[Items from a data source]
- - - - -
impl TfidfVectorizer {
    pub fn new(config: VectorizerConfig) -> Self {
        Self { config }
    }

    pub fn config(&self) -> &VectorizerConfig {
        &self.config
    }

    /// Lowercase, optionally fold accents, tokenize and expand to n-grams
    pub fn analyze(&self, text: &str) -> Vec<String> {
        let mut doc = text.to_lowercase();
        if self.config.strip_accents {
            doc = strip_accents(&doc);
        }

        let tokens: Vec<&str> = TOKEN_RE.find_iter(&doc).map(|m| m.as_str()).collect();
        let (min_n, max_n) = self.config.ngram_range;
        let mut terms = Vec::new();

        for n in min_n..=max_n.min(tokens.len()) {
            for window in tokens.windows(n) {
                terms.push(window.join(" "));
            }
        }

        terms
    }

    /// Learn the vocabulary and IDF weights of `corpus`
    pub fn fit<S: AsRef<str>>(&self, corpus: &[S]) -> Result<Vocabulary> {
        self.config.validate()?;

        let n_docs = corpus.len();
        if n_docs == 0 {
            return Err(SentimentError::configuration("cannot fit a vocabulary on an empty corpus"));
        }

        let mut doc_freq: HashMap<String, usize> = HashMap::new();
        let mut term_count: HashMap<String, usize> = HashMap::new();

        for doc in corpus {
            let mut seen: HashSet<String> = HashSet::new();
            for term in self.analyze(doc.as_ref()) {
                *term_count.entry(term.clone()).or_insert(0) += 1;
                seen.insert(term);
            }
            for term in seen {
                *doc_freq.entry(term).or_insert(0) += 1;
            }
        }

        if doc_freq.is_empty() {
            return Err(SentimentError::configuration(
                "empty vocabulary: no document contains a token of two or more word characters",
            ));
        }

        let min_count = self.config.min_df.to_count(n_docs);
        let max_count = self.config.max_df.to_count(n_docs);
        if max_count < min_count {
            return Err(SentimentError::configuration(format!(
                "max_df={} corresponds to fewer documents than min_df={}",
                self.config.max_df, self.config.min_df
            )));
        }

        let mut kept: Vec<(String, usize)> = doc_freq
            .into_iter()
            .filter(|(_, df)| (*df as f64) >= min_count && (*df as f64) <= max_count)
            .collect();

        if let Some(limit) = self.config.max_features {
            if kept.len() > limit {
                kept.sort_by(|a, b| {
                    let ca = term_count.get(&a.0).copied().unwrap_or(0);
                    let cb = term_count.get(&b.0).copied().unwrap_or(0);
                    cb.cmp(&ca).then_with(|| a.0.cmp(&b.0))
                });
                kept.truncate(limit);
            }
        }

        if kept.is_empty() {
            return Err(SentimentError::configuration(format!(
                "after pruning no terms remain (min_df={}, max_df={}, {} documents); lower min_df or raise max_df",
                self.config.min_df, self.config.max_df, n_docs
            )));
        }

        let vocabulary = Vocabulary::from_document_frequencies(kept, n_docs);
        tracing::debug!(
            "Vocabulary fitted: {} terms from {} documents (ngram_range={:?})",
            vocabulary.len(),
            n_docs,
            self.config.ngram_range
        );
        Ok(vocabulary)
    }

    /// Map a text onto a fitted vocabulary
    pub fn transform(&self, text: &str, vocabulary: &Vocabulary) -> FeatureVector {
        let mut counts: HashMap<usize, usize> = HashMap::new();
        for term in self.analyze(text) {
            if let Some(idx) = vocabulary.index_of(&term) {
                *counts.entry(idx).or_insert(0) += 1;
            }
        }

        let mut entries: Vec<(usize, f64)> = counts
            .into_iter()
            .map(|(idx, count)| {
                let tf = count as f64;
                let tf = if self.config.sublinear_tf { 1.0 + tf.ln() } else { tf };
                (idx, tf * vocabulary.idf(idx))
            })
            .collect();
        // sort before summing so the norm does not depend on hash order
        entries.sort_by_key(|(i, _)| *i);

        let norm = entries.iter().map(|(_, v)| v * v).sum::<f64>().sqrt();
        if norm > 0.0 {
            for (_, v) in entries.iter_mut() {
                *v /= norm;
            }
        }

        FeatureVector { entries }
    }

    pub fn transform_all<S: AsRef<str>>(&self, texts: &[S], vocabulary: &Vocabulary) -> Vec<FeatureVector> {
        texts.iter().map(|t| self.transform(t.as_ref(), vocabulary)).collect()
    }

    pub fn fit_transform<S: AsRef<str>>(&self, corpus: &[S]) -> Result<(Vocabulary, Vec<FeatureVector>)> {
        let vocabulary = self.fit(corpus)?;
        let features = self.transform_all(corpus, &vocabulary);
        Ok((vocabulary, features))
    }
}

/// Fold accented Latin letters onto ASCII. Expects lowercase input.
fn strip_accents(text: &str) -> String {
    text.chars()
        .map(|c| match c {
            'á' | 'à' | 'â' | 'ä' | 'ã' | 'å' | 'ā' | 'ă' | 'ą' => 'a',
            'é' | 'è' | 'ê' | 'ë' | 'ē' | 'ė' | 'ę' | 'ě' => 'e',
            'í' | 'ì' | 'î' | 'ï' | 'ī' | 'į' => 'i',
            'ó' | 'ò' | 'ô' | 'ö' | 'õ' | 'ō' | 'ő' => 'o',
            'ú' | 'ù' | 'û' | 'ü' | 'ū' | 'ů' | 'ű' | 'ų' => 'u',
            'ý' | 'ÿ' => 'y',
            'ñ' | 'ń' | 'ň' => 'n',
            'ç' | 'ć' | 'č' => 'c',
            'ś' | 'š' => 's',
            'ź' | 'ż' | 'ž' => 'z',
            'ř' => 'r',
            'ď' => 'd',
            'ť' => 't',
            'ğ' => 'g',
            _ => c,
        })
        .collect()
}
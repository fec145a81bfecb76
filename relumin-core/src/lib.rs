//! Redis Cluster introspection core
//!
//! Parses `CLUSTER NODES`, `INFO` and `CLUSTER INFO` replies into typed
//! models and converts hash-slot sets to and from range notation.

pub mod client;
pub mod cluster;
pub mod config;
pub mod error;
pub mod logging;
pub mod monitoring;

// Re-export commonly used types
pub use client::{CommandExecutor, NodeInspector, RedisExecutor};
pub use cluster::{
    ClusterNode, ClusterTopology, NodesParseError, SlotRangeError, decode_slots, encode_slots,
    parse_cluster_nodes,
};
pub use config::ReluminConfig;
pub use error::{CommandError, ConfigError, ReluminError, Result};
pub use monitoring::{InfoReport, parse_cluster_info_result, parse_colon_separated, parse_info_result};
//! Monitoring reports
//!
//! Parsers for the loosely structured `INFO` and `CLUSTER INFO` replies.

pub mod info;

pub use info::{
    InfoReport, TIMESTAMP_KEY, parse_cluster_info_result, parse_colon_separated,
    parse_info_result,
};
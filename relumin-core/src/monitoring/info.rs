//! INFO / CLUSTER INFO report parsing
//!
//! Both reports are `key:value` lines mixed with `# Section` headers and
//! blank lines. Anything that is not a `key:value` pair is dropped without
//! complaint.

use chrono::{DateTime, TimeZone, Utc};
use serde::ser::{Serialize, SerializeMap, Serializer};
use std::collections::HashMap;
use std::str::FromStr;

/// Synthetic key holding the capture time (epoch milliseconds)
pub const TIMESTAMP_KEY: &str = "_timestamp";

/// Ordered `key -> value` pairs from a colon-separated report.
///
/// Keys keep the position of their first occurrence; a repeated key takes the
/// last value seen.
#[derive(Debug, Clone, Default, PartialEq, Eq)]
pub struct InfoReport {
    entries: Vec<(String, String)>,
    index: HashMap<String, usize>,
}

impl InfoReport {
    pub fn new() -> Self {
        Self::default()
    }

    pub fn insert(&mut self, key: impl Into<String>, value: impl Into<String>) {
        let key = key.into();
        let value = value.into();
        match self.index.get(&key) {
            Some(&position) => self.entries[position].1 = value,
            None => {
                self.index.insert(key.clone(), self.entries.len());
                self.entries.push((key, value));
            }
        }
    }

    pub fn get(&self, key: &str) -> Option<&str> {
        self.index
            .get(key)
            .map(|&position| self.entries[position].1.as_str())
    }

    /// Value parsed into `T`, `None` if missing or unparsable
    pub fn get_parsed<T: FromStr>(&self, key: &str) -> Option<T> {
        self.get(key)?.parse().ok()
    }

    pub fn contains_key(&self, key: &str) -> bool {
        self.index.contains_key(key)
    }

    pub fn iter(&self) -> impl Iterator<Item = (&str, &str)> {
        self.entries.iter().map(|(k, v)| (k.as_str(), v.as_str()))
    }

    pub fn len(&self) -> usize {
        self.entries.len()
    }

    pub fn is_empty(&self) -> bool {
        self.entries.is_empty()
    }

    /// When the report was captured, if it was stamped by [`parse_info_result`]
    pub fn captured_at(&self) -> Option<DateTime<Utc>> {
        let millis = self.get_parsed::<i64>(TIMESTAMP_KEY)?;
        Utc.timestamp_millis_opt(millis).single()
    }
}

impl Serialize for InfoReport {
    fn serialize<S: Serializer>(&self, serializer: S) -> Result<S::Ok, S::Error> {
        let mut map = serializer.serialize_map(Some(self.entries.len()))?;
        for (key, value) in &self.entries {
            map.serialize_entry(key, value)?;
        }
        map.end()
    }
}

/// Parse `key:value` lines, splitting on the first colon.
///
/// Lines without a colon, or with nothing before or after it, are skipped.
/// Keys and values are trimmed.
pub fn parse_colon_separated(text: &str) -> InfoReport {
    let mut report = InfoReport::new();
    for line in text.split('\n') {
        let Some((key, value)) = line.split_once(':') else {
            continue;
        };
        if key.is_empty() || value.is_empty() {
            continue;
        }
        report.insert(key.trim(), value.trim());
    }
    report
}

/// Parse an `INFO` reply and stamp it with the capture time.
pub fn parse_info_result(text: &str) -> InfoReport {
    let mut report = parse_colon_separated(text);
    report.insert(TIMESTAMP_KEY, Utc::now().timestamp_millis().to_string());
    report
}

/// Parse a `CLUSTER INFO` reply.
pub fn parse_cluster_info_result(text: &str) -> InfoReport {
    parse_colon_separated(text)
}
- - - - -
Return only the exact lines from the opening of the records through the line that contains "pub fn analyze(&self, text: &str)", both included.

**TASK SOLUTION:**
impl TfidfVectorizer {
    pub fn new(config: VectorizerConfig) -> Self {
        Self { config }
    }

    pub fn config(&self) -> &VectorizerConfig {
        &self.config
    }

    /// Lowercase, optionally fold accents, tokenize and expand to n-grams
    pub fn analyze(&self, text: &str) -> Vec<String> {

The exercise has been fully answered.